In einer am Mittwoch veröffentlichten Nachricht auf seinem Facebook-Account drückte Kuster seine Solidarität mit den Betroffenen aus und erklärte, dass die Hilfe direkt organisiert werden sollte.
„Der Schmerz ist groß. Ich bin bei euch. Ich kann nicht allen helfen, aber ich werde persönlich, zusammen mit Freunden, 50.000 USD in die Reparatur von Häusern von Menschen aus der Umgebung von Camaquito in Santiago de Cuba investieren“, betonte er.
Außerdem war er präzise: „Ohne Vermittler und ohne Bürokratie“.

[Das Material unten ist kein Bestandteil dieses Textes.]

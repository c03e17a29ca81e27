//! Retry policy for the HTTP transport
//!
//! Transient failures (5xx, 429, connect errors) are retried with
//! exponential backoff capped at `max_delay`. Timeouts are only retried for
//! idempotent methods: a timed-out POST may already have created the entity.
//! A `Retry-After` header, when present, overrides the computed delay (still
//! capped).

use reqwest::Method;
use std::time::Duration;

/// Exponential backoff settings
#[derive(Debug, Clone)]
pub struct RetryPolicy {
    /// Retries after the first attempt (0 disables retrying)
    pub max_retries: u32,
    /// Delay before the first retry
    pub base_delay: Duration,
    /// Upper bound for any single delay
    pub max_delay: Duration,
}

impl Default for RetryPolicy {
    fn default() -> Self {
        Self {
            max_retries: 3,
            base_delay: Duration::from_millis(500),
            max_delay: Duration::from_secs(8),
        }
    }
}

impl RetryPolicy {
    /// No retries at all
    pub fn none() -> Self {
        Self {
            max_retries: 0,
            ..Self::default()
        }
    }

    /// Delay before retry number `attempt` (0-indexed): base * 2^attempt, capped
    pub fn delay_for(&self, attempt: u32, retry_after: Option<Duration>) -> Duration {
        if let Some(retry_after) = retry_after {
            return retry_after.min(self.max_delay);
        }
        let factor = 2u32.saturating_pow(attempt);
        self.base_delay.saturating_mul(factor).min(self.max_delay)
    }

    /// Whether an HTTP status should be retried
    pub fn is_retryable_status(status: u16) -> bool {
        status == 429 || (500..600).contains(&status)
    }

    /// Whether a request that timed out may be sent again
    pub fn retries_timeout(method: &Method) -> bool {
        !matches!(*method, Method::POST | Method::PATCH)
    }
}

#[cfg(test)]
mod tests {
    use super::*;

    #[test]
    fn test_delay_grows_exponentially_and_caps() {
        let policy = RetryPolicy::default();
        assert_eq!(policy.delay_for(0, None), Duration::from_millis(500));
        assert_eq!(policy.delay_for(1, None), Duration::from_secs(1));
        assert_eq!(policy.delay_for(2, None), Duration::from_secs(2));
        assert_eq!(policy.delay_for(5, None), Duration::from_secs(8));
        assert_eq!(policy.delay_for(40, None), Duration::from_secs(8));
    }

    #[test]
    fn test_retry_after_is_capped() {
        let policy = RetryPolicy::default();
        assert_eq!(policy.delay_for(0, Some(Duration::from_secs(2))), Duration::from_secs(2));
        assert_eq!(policy.delay_for(0, Some(Duration::from_secs(120))), Duration::from_secs(8));
    }

    #[test]
    fn test_timeouts_retry_only_idempotent_methods() {
        assert!(RetryPolicy::retries_timeout(&Method::GET));
        assert!(RetryPolicy::retries_timeout(&Method::PUT));
        assert!(RetryPolicy::retries_timeout(&Method::DELETE));
        assert!(!RetryPolicy::retries_timeout(&Method::POST));
        assert!(!RetryPolicy::retries_timeout(&Method::PATCH));
    }

    #[test]
    fn test_retryable_statuses() {
        assert!(RetryPolicy::is_retryable_status(429));
        assert!(RetryPolicy::is_retryable_status(502));
        assert!(!RetryPolicy::is_retryable_status(404));
        assert!(!RetryPolicy::is_retryable_status(400));
    }
}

Die Ankündigung von Kuster erfolgt vor dem Hintergrund einer humanitären Krise, die den Osten Kubas besonders hart trifft, wo tausende Familien nach dem Durchzug des Hurrikans Melissa Dächer, Habseligkeiten und ihre Einkommensquellen verloren haben.
Camaquito, 2001 gegründet, entwickelt soziale Projekte in Kuba, die sich auf Bildung, Sport, Gesundheit, Kultur und Umwelt konzentrieren, mit einem besonderen Schwerpunkt auf den verletzlichsten Gemeinschaften.
Obwohl das Hauptquartier in Camagüey ansässig ist, hat es in den letzten Jahren seinen Aktionsradius auf andere Provinzen des Landes ausgedehnt.
Kuster betonte, dass die Hilfe ohne Durchlauf durch offizielle Strukturen bereitgestellt wird, was klar auf die staatliche Bürokratie anspielt, die oft dazu neigt, von internationalen oder privaten Organisationen gespendete Mittel zu behindern oder umzuleiten.
Mitten im institutionellen Zusammenbruch nach dem Durchzug des Hurrikans Melissa sind verschiedene Initiativen zur Unterstützung der Bürger und der Gemeinschaft entstanden, um den vom Osten Kubas Betroffenen zu helfen.
Andere solidarische Gesten haben ebenfalls an Bedeutung gewonnen. Eine Gruppe von Bicitaxifahrern aus Las Tunas half, Dutzende von Menschen in Granma zu evakuieren, darunter Kinder und ältere Menschen, aufgrund des fehlenden offiziellen Transports.
Por seinerseits setzte die Methodistische Kirche von Kuba die Verteilung von Lebensmitteln und Medikamenten fort in verwüsteten Gebieten, die bislang von der staatlichen Ressourcenverteilung ignoriert wurden.
Auch Persönlichkeiten aus dem sozialen und kulturellen Bereich haben sich mobilisiert, wie Ja Rulay und Belissa Cruz, die mit Spenden in betroffene Gemeinden gereist sind, um Lebensmittel, Wasser und Grundbedarfsartikel bereitzustellen.
Desde Havanna hat die Plattform „Huellas“ Materialien und Ressourcen für die Betroffenen gesammelt, wie in einer Kampagne berichtet, die Hilfe ohne staatliche Eingriffe kanalisiert wird.